For every force there is an equally opposing & opposite force, but maybe you didn't consider that whilst you were abusing my Children's future. I believe that the opposite will one day bring a much closer scrutiny over your criminal activities that must have been a part of our business life for so long.  The facts will come out of this whole affair and I dare say I will be more than glad to assist curiosity of others when the time is right. Maybe  I could arrange an interview with Ophra so you can give your reasoning to lance that prick between your ears. My dear Poet, I like most, would love to hear excuses of how you can actually take any pleasure in defaming your own family, closest friends and acquaintances, in stories  you embellish to control the laughter.

 

What an extremely funny nick name that loud mate called you - the Granny fucker......

 

Were you frustrated each time you visited here, unable to make the conquest that you so desperately desired to bring more fodder to brag about in front of the boys.
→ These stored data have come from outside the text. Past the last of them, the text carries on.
//! Error types for the vault engine
//!
//! Vault operations fail with a typed [`VaultError`] so callers can tell a
//! cooldown apart from a slippage bound or a missing allowance. The RPC and
//! configuration layer uses `eyre` for ergonomic error handling with context.

use alloy::primitives::{Address, U256};

pub use eyre::{eyre, Context, Report, Result};

/// Result alias for vault and ledger operations
pub type VaultResult<T> = std::result::Result<T, VaultError>;

/// Every way a vault operation can abort.
///
/// All of them leave the vault and the ledger exactly as they were before the
/// call started.
#[derive(Debug, Clone, PartialEq, Eq, thiserror::Error)]
pub enum VaultError {
    /// A deposit or mint converted to zero shares
    #[error("operation would mint or burn zero shares")]
    ZeroShares,

    /// A withdrawal or redemption converted to zero assets
    #[error("operation would move zero assets")]
    ZeroAssets,

    /// Zero was passed where a positive amount is required
    #[error("amount must be greater than zero")]
    ZeroAmount,

    /// Caller is not the vault manager
    #[error("caller {caller} is not the vault manager")]
    Unauthorized { caller: Address },

    /// Requested amount is above the matching max* bound
    #[error("requested {requested} exceeds capacity {max}")]
    CapacityExceeded { requested: U256, max: U256 },

    /// Realized output fell outside a caller-supplied bound
    #[error("slippage bound violated: got {actual}, bound {bound}")]
    SlippageViolation { actual: U256, bound: U256 },

    /// Unlock request exists but its cooldown has not elapsed
    #[error("shares are still locked until {unlocks_at}")]
    StillLocked { unlocks_at: u64 },

    /// Claimed rewards are below the configured harvest threshold
    #[error("harvest claimed {claimed}, below minimum {minimum}")]
    BelowHarvestThreshold { claimed: U256, minimum: U256 },

    /// Spender allowance does not cover the amount
    #[error("allowance {allowance} is below required {required}")]
    InsufficientAllowance { allowance: U256, required: U256 },

    /// Holder balance does not cover the amount
    #[error("balance {balance} is below required {required}")]
    InsufficientBalance { balance: U256, required: U256 },

    /// Pool reserves or cash cannot satisfy the request
    #[error("insufficient liquidity in {pool}")]
    InsufficientLiquidity { pool: Address },

    #[error("arithmetic overflow")]
    MathOverflow,

    #[error("division by zero")]
    DivisionByZero,

    /// Harvest attempted before a swap route was configured
    #[error("no swap route configured")]
    RouteNotSet,

    /// Configured route does not connect the reward token to the vault asset
    #[error("swap route does not connect {from} to {to}")]
    InvalidRoute { from: Address, to: Address },

    /// Harvest incentive above the hard cap
    #[error("reinvest reward of {bps} bps exceeds cap of {max}")]
    RewardBpsTooHigh { bps: u16, max: u16 },

    /// Parameter outside its allowed range
    #[error("invalid parameter: {0}")]
    InvalidParameter(&'static str),

    /// Withdrawal from a timelocked vault without a pending request
    #[error("no unlock request for {owner}")]
    NoUnlockRequest { owner: Address },

    /// Unlock requests only exist on vaults with a lock period
    #[error("vault has no lock period")]
    NotTimelocked,

    /// Owner already has an outstanding unlock request
    #[error("unlock request {id} already pending")]
    UnlockAlreadyRequested { id: u64 },

    /// Shares are reserved by an unlock request and cannot move this way
    #[error("{earmarked} shares are earmarked for unlock, only {free} are free")]
    SharesEarmarked { earmarked: U256, free: U256 },

    /// Withdrawal burns more shares than the matured request covers
    #[error("burning {requested} shares exceeds unlocked {unlocked}")]
    ExceedsUnlockRequest { requested: U256, unlocked: U256 },

    #[error("unknown token {0}")]
    UnknownToken(Address),

    #[error("unknown pool {0}")]
    UnknownPool(Address),
}
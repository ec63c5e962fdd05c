//! ERC20 ledger, optionally rebasing through a liquidity index

use std::collections::HashMap;

use alloy::primitives::{Address, U256};

use crate::constants::{half_ray, ray};
use crate::error::{VaultError, VaultResult};
use crate::math::{add, mul, sub};

/// `a * b / RAY`, rounded half up
pub fn ray_mul(a: U256, b: U256) -> VaultResult<U256> {
    Ok(add(mul(a, b)?, half_ray())? / ray())
}

/// `a * RAY / b`, rounded half up
pub fn ray_div(a: U256, b: U256) -> VaultResult<U256> {
    if b.is_zero() {
        return Err(VaultError::DivisionByZero);
    }
    Ok(add(mul(a, ray())?, b / U256::from(2u64))? / b)
}

/// Fungible token balances and allowances.
///
/// A rebasing token stores scaled balances and reports
/// `scaled * index / RAY`, so yield accrues to every holder when the index
/// grows without any transfer.
#[derive(Debug, Clone)]
pub struct Token {
    pub symbol: String,
    pub decimals: u8,
    balances: HashMap<Address, U256>,
    allowances: HashMap<(Address, Address), U256>,
    total_supply: U256,
    index: Option<U256>,
}

impl Token {
    pub fn new(symbol: impl Into<String>, decimals: u8) -> Self {
        Self {
            symbol: symbol.into(),
            decimals,
            balances: HashMap::new(),
            allowances: HashMap::new(),
            total_supply: U256::ZERO,
            index: None,
        }
    }

    /// Rebasing token starting at an index of one ray
    pub fn rebasing(symbol: impl Into<String>, decimals: u8) -> Self {
        Self {
            index: Some(ray()),
            ..Self::new(symbol, decimals)
        }
    }

    pub fn is_rebasing(&self) -> bool {
        self.index.is_some()
    }

    pub fn index(&self) -> U256 {
        self.index.unwrap_or_else(ray)
    }

    pub(crate) fn set_index(&mut self, index: U256) {
        if self.index.is_some() {
            self.index = Some(index);
        }
    }

    fn to_scaled(&self, amount: U256) -> VaultResult<U256> {
        match self.index {
            Some(index) => ray_div(amount, index),
            None => Ok(amount),
        }
    }

    fn from_scaled(&self, scaled: U256) -> U256 {
        match self.index {
            Some(index) => ray_mul(scaled, index).unwrap_or(U256::MAX),
            None => scaled,
        }
    }

    fn scaled_balance(&self, owner: Address) -> U256 {
        self.balances.get(&owner).copied().unwrap_or_default()
    }

    pub fn balance_of(&self, owner: Address) -> U256 {
        self.from_scaled(self.scaled_balance(owner))
    }

    pub fn total_supply(&self) -> U256 {
        self.from_scaled(self.total_supply)
    }

    pub fn allowance(&self, owner: Address, spender: Address) -> U256 {
        self.allowances
            .get(&(owner, spender))
            .copied()
            .unwrap_or_default()
    }

    pub fn approve(&mut self, owner: Address, spender: Address, amount: U256) {
        self.allowances.insert((owner, spender), amount);
    }

    /// Consume `amount` of `spender`'s allowance over `owner`.
    ///
    /// `U256::MAX` is the unlimited sentinel and is never decremented.
    pub fn spend_allowance(
        &mut self,
        owner: Address,
        spender: Address,
        amount: U256,
    ) -> VaultResult<()> {
        let allowance = self.allowance(owner, spender);
        if allowance == U256::MAX {
            return Ok(());
        }
        if allowance < amount {
            return Err(VaultError::InsufficientAllowance {
                allowance,
                required: amount,
            });
        }
        self.allowances.insert((owner, spender), allowance - amount);
        Ok(())
    }

    /// Take up to `amount` worth of scaled balance from `owner`
    fn debit(&mut self, owner: Address, amount: U256) -> VaultResult<U256> {
        let balance = self.balance_of(owner);
        if balance < amount {
            return Err(VaultError::InsufficientBalance {
                balance,
                required: amount,
            });
        }
        let held = self.scaled_balance(owner);
        let scaled = self.to_scaled(amount)?.min(held);
        self.balances.insert(owner, held - scaled);
        Ok(scaled)
    }

    fn credit(&mut self, owner: Address, scaled: U256) -> VaultResult<()> {
        let held = self.scaled_balance(owner);
        self.balances.insert(owner, add(held, scaled)?);
        Ok(())
    }

    pub fn transfer(&mut self, from: Address, to: Address, amount: U256) -> VaultResult<()> {
        let scaled = self.debit(from, amount)?;
        self.credit(to, scaled)
    }

    pub fn mint(&mut self, to: Address, amount: U256) -> VaultResult<()> {
        let scaled = self.to_scaled(amount)?;
        self.total_supply = add(self.total_supply, scaled)?;
        self.credit(to, scaled)
    }

    pub fn burn(&mut self, from: Address, amount: U256) -> VaultResult<()> {
        let scaled = self.debit(from, amount)?;
        self.total_supply = sub(self.total_supply, scaled)?;
        Ok(())
    }
}
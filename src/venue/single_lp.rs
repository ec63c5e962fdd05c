//! Liquidity pair entered and exited through one of its tokens

use alloy::primitives::{Address, U256};

use super::{refund, removal_minimums, zap_in, HookContext, PositionVenue};
use crate::chain::{Chain, FungibleLedger, SwapExecutor};
use crate::engine::Topology;
use crate::error::{VaultError, VaultResult};
use crate::math::add;
use crate::types::{Inflow, PairReserves, Payout};

/// Holds pair LP tokens while accounting in `asset`, one side of the pair.
///
/// Deposits swap the optimal split into the counter-token before adding
/// liquidity; withdrawals burn LP and swap the counter-token back.
#[derive(Debug, Clone, PartialEq, Eq)]
pub struct SingleSidedLp {
    pub pair: Address,
    pub asset: Address,
    pub counter_token: Address,
}

impl SingleSidedLp {
    pub fn new(chain: &Chain, pair: Address, asset: Address) -> VaultResult<Self> {
        let reserves = chain.pair_reserves(pair)?;
        Ok(Self {
            pair,
            asset,
            counter_token: reserves.other(asset)?,
        })
    }
}

impl PositionVenue for SingleSidedLp {
    fn topology(&self) -> Topology {
        Topology::SingleLpToken
    }

    fn asset(&self) -> Address {
        self.asset
    }

    fn position_token(&self) -> Address {
        self.pair
    }

    fn pool_reserves(&self, chain: &Chain) -> VaultResult<Option<PairReserves>> {
        chain.pair_reserves(self.pair).map(Some)
    }

    fn max_deposit(&self, chain: &Chain) -> VaultResult<U256> {
        let reserves = chain.pair_reserves(self.pair)?;
        if reserves.reserve0.is_zero() || reserves.reserve1.is_zero() {
            return Ok(U256::ZERO);
        }
        Ok(U256::MAX)
    }

    fn on_deposit(&self, chain: &mut Chain, ctx: HookContext, inflow: Inflow) -> VaultResult<U256> {
        let Inflow::Single(amount) = inflow else {
            return Err(VaultError::InvalidParameter("single-sided venue takes one token"));
        };
        let outcome = zap_in(chain, ctx.vault, self.pair, self.asset, amount, ctx.slippage_bps)?;
        refund(chain, ctx, self.asset, outcome.leftover_in)?;
        refund(chain, ctx, self.counter_token, outcome.leftover_out)?;
        Ok(outcome.liquidity)
    }

    fn on_withdraw(&self, chain: &mut Chain, ctx: HookContext, units: U256) -> VaultResult<Payout> {
        let reserves = chain.pair_reserves(self.pair)?;
        let (min0, min1) = removal_minimums(&reserves, units, ctx.slippage_bps)?;
        let (amount0, amount1) = chain.remove_liquidity(ctx.vault, self.pair, units, min0, min1)?;

        let (kept, to_swap) = if self.asset == reserves.token0 {
            (amount0, amount1)
        } else {
            (amount1, amount0)
        };
        let swapped = chain.execute(ctx.vault, to_swap, self.counter_token, self.asset, self.pair)?;
        tracing::debug!(
            "Unwound {} LP of {}: kept {}, swapped {} for {}",
            units,
            self.pair,
            kept,
            to_swap,
            swapped
        );

        Ok(Payout::Single {
            token: self.asset,
            amount: add(kept, swapped)?,
        })
    }
}

#[cfg(test)]
mod tests {
    use super::*;
    use crate::engine::ConversionEngine;

    fn u(value: u64) -> U256 {
        U256::from(value)
    }

    fn setup() -> (Chain, SingleSidedLp, HookContext) {
        let mut chain = Chain::default();
        let weth = chain.deploy_token("WETH", 18);
        let usdc = chain.deploy_token("USDC", 18);
        let pair = chain.deploy_pair(weth, usdc).unwrap();
        chain
            .seed_pair(pair, u(1_000_000_000), u(2_000_000_000))
            .unwrap();

        let venue = SingleSidedLp::new(&chain, pair, usdc).unwrap();
        let vault = chain.new_address();
        let user = chain.new_address();
        let ctx = HookContext {
            vault,
            depositor: user,
            slippage_bps: 50,
        };
        (chain, venue, ctx)
    }

    #[test]
    fn test_deposit_matches_engine_simulation() {
        let (mut chain, venue, ctx) = setup();
        let reserves = chain.pair_reserves(venue.pair).unwrap();
        let engine = ConversionEngine::new(Topology::SingleLpToken, venue.asset);
        let expected = engine.lp_from_single_sided(&reserves, u(3_000_000)).unwrap();

        chain.mint(venue.asset, ctx.vault, u(3_000_000)).unwrap();
        let gained = venue
            .on_deposit(&mut chain, ctx, Inflow::Single(u(3_000_000)))
            .unwrap();
        assert_eq!(gained, expected);
        assert_eq!(venue.total_assets(&chain, ctx.vault).unwrap(), gained);
        // vault keeps no loose tokens after refunding dust
        assert_eq!(chain.balance_of(venue.asset, ctx.vault).unwrap(), U256::ZERO);
        assert_eq!(
            chain.balance_of(venue.counter_token, ctx.vault).unwrap(),
            U256::ZERO
        );
    }

    #[test]
    fn test_withdraw_matches_virtual_assets() {
        let (mut chain, venue, ctx) = setup();
        chain.mint(venue.asset, ctx.vault, u(3_000_000)).unwrap();
        let lp = venue
            .on_deposit(&mut chain, ctx, Inflow::Single(u(3_000_000)))
            .unwrap();

        let reserves = chain.pair_reserves(venue.pair).unwrap();
        let engine = ConversionEngine::new(Topology::SingleLpToken, venue.asset);
        let expected = engine.virtual_assets(&reserves, lp).unwrap();

        let payout = venue.on_withdraw(&mut chain, ctx, lp).unwrap();
        assert_eq!(
            payout,
            Payout::Single {
                token: venue.asset,
                amount: expected
            }
        );
        // two swaps and the fee cost a little, never more than a percent
        assert!(expected < u(3_000_000));
        assert!(expected > u(2_970_000), "round trip {expected}");
        assert_eq!(chain.balance_of(venue.asset, ctx.vault).unwrap(), expected);
    }
}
The poor woman needs to see the light of your past so she can understand the tragic nature of her life in partnering you. There is so much more to tell;  the Simpson's and the Simpleton,  Now what was her name; the one you'd bragged about in quaint detail over the back of the bike?  You were stealing from the accounts on the side weren't you dear brother, like that jewelers employee you were so infatuated with: I can't recall her name either, but as a psychologist will say: people who present such damming facts have to be the guilty ones and to my mind, it was you who was never quite that disinterested spruiking of moral. To think I'd wasted so much time listening to such a BS artist.

 

'I don't know why I keep her around'.......

 

I've  wondered how much Money you quietly stole on the side, thinking about Country properties and Winnebago's -  succumbed from my own blood sweat and tears - lining your own pockets, while sitting there each day sullen, expecting that everyone else should be doing all your  work; and yet with indignation, you were stabbing us all in the back  - if only I knew you.  A never ending story, how your own Family were a side show, manifesting such laughter at their expense.  It seems there is only one perfect being on this planet and there probably is: its just that  'its not you' and those real character flaws, raise questions of trust,  your actual ability to see your own face consciously without feeling any guilt. Could any person feel confidence in trusting themselves with you, when speaking face to face,  knowing you will categorize them at some point and belittle them in another, for laughter.....

 

as you have done to your own wife, your Brother and your daughters husband David......

 

If I were a gambling man I'd bet the turning point of these matters will come unexpectedly, with sobriety, of course, denial - and there is little guilt on my part in making this account available to others, considering my Children told me to 'fuck off' from your conceited drama.  I just could not understand how a person can assail on such a spectacular journey into the dark matter. The collective teaches us resignation and inculcates courage to wait for such outcomes and they will come. I appeal to your imagination my dear Poet, how one will feel when discovered as having such deep seated imperfections and what the truth can do if it is popular with others you abuse - but then again to be able to understand your reverie, that is so appalling, so humiliating, the character could only  be categorized as having a mental illness. The truth resists such emptiness.....

 

and that is what is inside of me right now......

 

 

    C O P Y R I G H T  J U P I T E R P R O D U C T I O N S 1998 SPINNING AROUND IN JUPITER    S  K  U  T  C  H   (ALL RIGHTS RESERVED)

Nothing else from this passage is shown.